A era dos filmes de franquia é, em muitos aspectos, um retorno ao sistema de estúdio. Só que agora as grandes empresas de entretenimento não possuem os talentos mais importantes – elas possuem as marcas cinematográficas mais importantes. Em vez de lutar por um acordo com a MGM ou a Paramount, atores e cineastas disputam uma chance de fazer o mais recente spin-off de Star Wars ou X-Men. Muitos desses filmes agradam ao público, mas ninguém vai comparar a década de 2010 a uma era de destaque do cinema de Hollywood como a década de 1970.
The Big Picture: The Fight For the Future of Movies, de Ben Fritz (2018). Pág. XV. Tradução minha.
Quem melhor soube tirar proveito financeiro disso foi, obviamente, a Marvel Studios. Seus filmes pareciam ser verdadeiramente blindados, e mesmo os mais fracos ou genéricos eram estrondosos sucessos. Há outros fatores também: filmes de franquia dependem necessariamente de tramas simples, onde o importante é a manutenção da marca em si. Isso facilita a venda e exibição destes blockbusters em outros mercados - em especial a China. A ascensão do cinema de franquia coincide com a ascensão da bilheteria chinesa na economia de Hollywood. Paralelamente a isso, temos também a ascensão da Netflix e dos streamings, e a continuidade da tal da “Era de Ouro da TV” (que começou lá atrás com Família Soprano).

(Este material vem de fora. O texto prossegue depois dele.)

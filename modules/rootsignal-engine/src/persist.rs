//! EventPersister implementations.

use std::sync::atomic::{AtomicI64, Ordering};
use std::sync::{Arc, Mutex};

use anyhow::Result;
use async_trait::async_trait;
use chrono::Utc;
use rootsignal_events::{AppendEvent, EventStore, StoredEvent};

use crate::traits::EventPersister;

// ---------------------------------------------------------------------------
// EventStore adapter (production — postgres)
// ---------------------------------------------------------------------------

#[async_trait]
impl EventPersister for EventStore {
    async fn persist(
        &self,
        event_type: String,
        payload: serde_json::Value,
        run_id: &str,
    ) -> Result<StoredEvent> {
        let append = AppendEvent::new(event_type, payload).with_run_id(run_id);
        self.append_and_read(append).await
    }

    async fn persist_child(
        &self,
        parent_seq: i64,
        event_type: String,
        payload: serde_json::Value,
        run_id: &str,
    ) -> Result<StoredEvent> {
        let append = AppendEvent::new(event_type, payload).with_run_id(run_id);
        self.append_child_and_read(parent_seq, append).await
    }
}

// ---------------------------------------------------------------------------
// MemoryEventSink (tests — no database required)
// ---------------------------------------------------------------------------

/// In-memory event sink for testing. Generates fake StoredEvents with
/// incrementing sequence numbers. Thread-safe.
pub struct MemoryEventSink {
    next_seq: AtomicI64,
    events: Mutex<Vec<StoredEvent>>,
}

impl MemoryEventSink {
    pub fn new() -> Self {
        Self {
            next_seq: AtomicI64::new(1),
            events: Mutex::new(Vec::new()),
        }
    }

    /// Read all persisted events (for test assertions).
    pub fn events(&self) -> Vec<StoredEvent> {
        self.events.lock().unwrap().clone()
    }

    fn make_stored(
        &self,
        event_type: String,
        payload: serde_json::Value,
        run_id: &str,
        caused_by_seq: Option<i64>,
    ) -> StoredEvent {
        let seq = self.next_seq.fetch_add(1, Ordering::SeqCst);
        let stored = StoredEvent {
            seq,
            ts: Utc::now(),
            event_type,
            parent_seq: caused_by_seq,
            caused_by_seq,
            run_id: Some(run_id.to_string()),
            actor: None,
            payload,
            schema_v: 1,
        };
        self.events.lock().unwrap().push(stored.clone());
        stored
    }
}

#[async_trait]
impl EventPersister for MemoryEventSink {
    async fn persist(
        &self,
        event_type: String,
        payload: serde_json::Value,
        run_id: &str,
    ) -> Result<StoredEvent> {
        Ok(self.make_stored(event_type, payload, run_id, None))
    }

    async fn persist_child(
        &self,
        parent_seq: i64,
        event_type: String,
        payload: serde_json::Value,
        run_id: &str,
    ) -> Result<StoredEvent> {
        Ok(self.make_stored(event_type, payload, run_id, Some(parent_seq)))
    }
}

// ---------------------------------------------------------------------------
// Arc<P> blanket — lets tests share the sink for assertions
// ---------------------------------------------------------------------------

#[async_trait]
impl<P: EventPersister + ?Sized> EventPersister for Arc<P> {
    async fn persist(
        &self,
        event_type: String,
        payload: serde_json::Value,
        run_id: &str,
    ) -> Result<StoredEvent> {
        (**self).persist(event_type, payload, run_id).await
    }

    async fn persist_child(
        &self,
        parent_seq: i64,
        event_type: String,
        payload: serde_json::Value,
        run_id: &str,
    ) -> Result<StoredEvent> {
        (**self)
            .persist_child(parent_seq, event_type, payload, run_id)
            .await
    }
}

No entanto, 2023 parece confirmar algumas tendências que já vínhamos percebendo nos últimos anos. Franquias que não engataram com o grande público já vinham fracassando comercialmente: o universo cinematográfico DC, os filmes de Exterminador do Futuro, Hellboy, Pacific Rim. Outros já vinham em curva descendente, como Velozes e Furiosos e Star Wars. A pandemia e a proliferação de outros streamings bagunçaram as coisas, sem dúvida, mas pode ser que essas tendências que ficaram represadas em 2020, 21 e 22 tenha estourado de uma vez em 23. E os filmes que foram sucessos estrondosos esse ano foram todos muito bem-avaliados por público e crítica. Oppenheimer, um filme de 100 milhões de dólares, de três horas de duração e basicamente composto por diálogos sobre física, está batendo quase 1 bilhão na bilheteria. O apetite do público por filmes medíocres de franquia (ou não) parece ter realmente diminuído.
Com a greve de roteiristas e atores abalando todo o sistema hollywoodiano, assim como a crise dos streamings torna tudo mais difícil de prever (e nem vou falar de Inteligência Artificial). Mas o fato me parece ser: podemos ter uma renascença do cinema americano. Mas não basta só cineastas e criativos de talento. Precisamos, também, de executivos como tivemos no passado: Robert Evans, Alan Ladd, Jr. e diversos outros que ajudaram a parir a Nova Hollywood.
Não é fácil para um sujeito como eu ser otimista com alguma coisa, mas me parece razoável supor que uma renovação está porvir.
Pedreira Cinematic Universe, hahahaha, que achado!